In ”Shadow side” by Kristine Kathryn Rusch the narrator, Dan, is a cop who has had too many brushes with supernatural. He’s trying to escape it with a new job in a small town. He goes to the job interview but realizes that his luck is all bad.

“That lost riddle” by Dean Wesley Smith is a Poker Boy story where the characters think through a problem rather than fighting. Very good for those who know and love the characters.

“Barbarians” by David Farland is a prequel to his Runelords series which I haven’t read. Duvaal’s people are at war with the Mistarrians. Chasing a lost horse, Duvaal has strayed into their lands and stumbles on a wrecked carriage. He wants to just loot it, but he finds a survivor and then a wolf pack comes near.

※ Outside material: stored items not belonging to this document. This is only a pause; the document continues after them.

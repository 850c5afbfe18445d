//! Bug use-case service.
//!
//! # Responsibility
//! - Bug reporting and workflow updates with an append-only change log:
//!   every mutation writes a history entry in the same transaction.
//! - Evidence file attachment.

use crate::context::Service;
use crate::model::bug::BugStatus;
use crate::model::EntityId;
use crate::repo::bug::{BugDetail, BugPatch, NewBug};
use crate::repo::file::NewStoredFile;
use crate::repo::RepoError;
use crate::service::FileDraft;
use crate::session::SessionFactory;
use std::any::Any;
use std::error::Error;
use std::fmt::{Display, Formatter};

/// Transfer input for reporting a bug.
#[derive(Debug, Clone, Default)]
pub struct BugDraft {
    pub title: String,
    pub description: Option<String>,
    pub system_id: EntityId,
    pub campaign_run_id: Option<EntityId>,
    pub requirements: Vec<EntityId>,
}

#[derive(Debug)]
pub enum BugServiceError {
    BugNotFound(EntityId),
    Repo(RepoError),
}

impl Display for BugServiceError {
    fn fmt(&self, f: &mut Formatter<'_>) -> std::fmt::Result {
        match self {
            Self::BugNotFound(id) => write!(f, "bug not found: {id}"),
            Self::Repo(err) => write!(f, "{err}"),
        }
    }
}

impl Error for BugServiceError {
    fn source(&self) -> Option<&(dyn Error + 'static)> {
        match self {
            Self::BugNotFound(_) => None,
            Self::Repo(err) => Some(err),
        }
    }
}

impl From<RepoError> for BugServiceError {
    fn from(value: RepoError) -> Self {
        Self::Repo(value)
    }
}

type ServiceResult<T> = Result<T, BugServiceError>;

pub struct BugService {
    sessions: SessionFactory,
}

impl BugService {
    pub fn new(sessions: SessionFactory) -> Self {
        Self { sessions }
    }

    /// Creates the bug and its initial history entry atomically.
    pub fn report_bug(
        &self,
        draft: &BugDraft,
        environment_id: EntityId,
        actor: &str,
    ) -> ServiceResult<BugDetail> {
        let detail = self.sessions.with_unit_of_work(|uow| {
            let bugs = uow.bugs();
            let created = bugs.create(
                &NewBug {
                    title: draft.title.clone(),
                    description: draft.description.clone(),
                    system_id: draft.system_id,
                    campaign_run_id: draft.campaign_run_id,
                    file_id: None,
                    requirements: draft.requirements.clone(),
                },
                environment_id,
                actor,
            )?;
            bugs.append_history(created.bug.id, actor, "bug reported")?;
            let detail = bugs
                .get_with_relations(created.bug.id)?
                .ok_or_else(|| RepoError::not_found("bug", created.bug.id))?;
            uow.commit()?;
            Ok(detail)
        })?;
        Ok(detail)
    }

    /// Applies a patch and logs `summary` to the bug history in the same
    /// transaction.
    pub fn update_bug(
        &self,
        id: EntityId,
        patch: &BugPatch,
        summary: &str,
        actor: &str,
    ) -> ServiceResult<BugDetail> {
        let detail = self.sessions.with_unit_of_work(|uow| {
            let bugs = uow.bugs();
            bugs.update(id, patch, actor)?;
            bugs.append_history(id, actor, summary)?;
            let detail = bugs
                .get_with_relations(id)?
                .ok_or_else(|| RepoError::not_found("bug", id))?;
            uow.commit()?;
            Ok(detail)
        })?;
        Ok(detail)
    }

    /// Convenience wrapper for status-only changes.
    pub fn change_status(
        &self,
        id: EntityId,
        status: BugStatus,
        actor: &str,
    ) -> ServiceResult<BugDetail> {
        self.update_bug(
            id,
            &BugPatch {
                status: Some(status),
                ..BugPatch::default()
            },
            &format!("status changed to {status:?}"),
            actor,
        )
    }

    /// Registers an evidence file and links it to the bug.
    pub fn attach_file(
        &self,
        id: EntityId,
        draft: &FileDraft,
        actor: &str,
    ) -> ServiceResult<BugDetail> {
        let detail = self.sessions.with_unit_of_work(|uow| {
            let bugs = uow.bugs();
            let bug = bugs
                .get_by_id(id)?
                .ok_or_else(|| RepoError::not_found("bug", id))?;
            let file = uow.files().create(
                &NewStoredFile {
                    owner_kind: draft.owner_kind,
                    filename: draft.filename.clone(),
                    mime_type: draft.mime_type.clone(),
                    size_bytes: draft.size_bytes,
                },
                bug.environment_id,
                actor,
            )?;
            bugs.update(
                id,
                &BugPatch {
                    file_id: Some(Some(file.id)),
                    ..BugPatch::default()
                },
                actor,
            )?;
            bugs.append_history(id, actor, &format!("file attached: {}", draft.filename))?;
            let detail = bugs
                .get_with_relations(id)?
                .ok_or_else(|| RepoError::not_found("bug", id))?;
            uow.commit()?;
            Ok(detail)
        })?;
        Ok(detail)
    }

    pub fn get_bug(&self, id: EntityId) -> ServiceResult<Option<BugDetail>> {
        Ok(self
            .sessions
            .with_unit_of_work(|uow| uow.bugs().get_with_relations(id))?)
    }

    pub fn list_bugs(&self) -> ServiceResult<Vec<BugDetail>> {
        Ok(self
            .sessions
            .with_unit_of_work(|uow| uow.bugs().get_all_with_relations())?)
    }
}

impl Service for BugService {
    fn name(&self) -> &'static str {
        "bug_service"
    }

    fn as_any(&self) -> &dyn Any {
        self
    }
}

“Finally family” by Ray Vukcevich. Bugboy can’t tell people that he’s actually an alien. He ended up in Japan, without knowing any Japanese. Kimiko is an American-Japanese woman who has come to live in Japan but she doesn’t know any Japanese, either. She teaches English to Japanese people. Bugboy and Kimiko meet during an earthquake.

In “Sisters” by Leah Cutter the narrator’s younger sister has died and she will do everything she can to make sure that her eight-year-old sister will be remembered and have a happy afterlife.

“Dog Boy Remembers” by Jane Yolen tells the sad tale of Dog Boy whose abusive father is Redcap who just want to train the boy to be useful and doesn’t really care out him, or his mother.

In “True Calling” by Iretty Y. Patterson the narrator, Cat, tries to ensnare her true love with baking.

In “A taste of joie de vivre” by Kellen Knolan the main character, Ashley, is a fat girl in high school. She’s also agreed to be the mascot in an almost suffocating outfit. She’s bullied by the school’s pretty girls. Magic vanished from her small town during her grandmother’s time but now it’s returning.

In “The witch’s house” by Richard Bowes the narrator is taken by telepathic fay. She’s being trained to use her own telepathic gifts. She’s also a former soldier and have troubles with flashbacks to previous violence.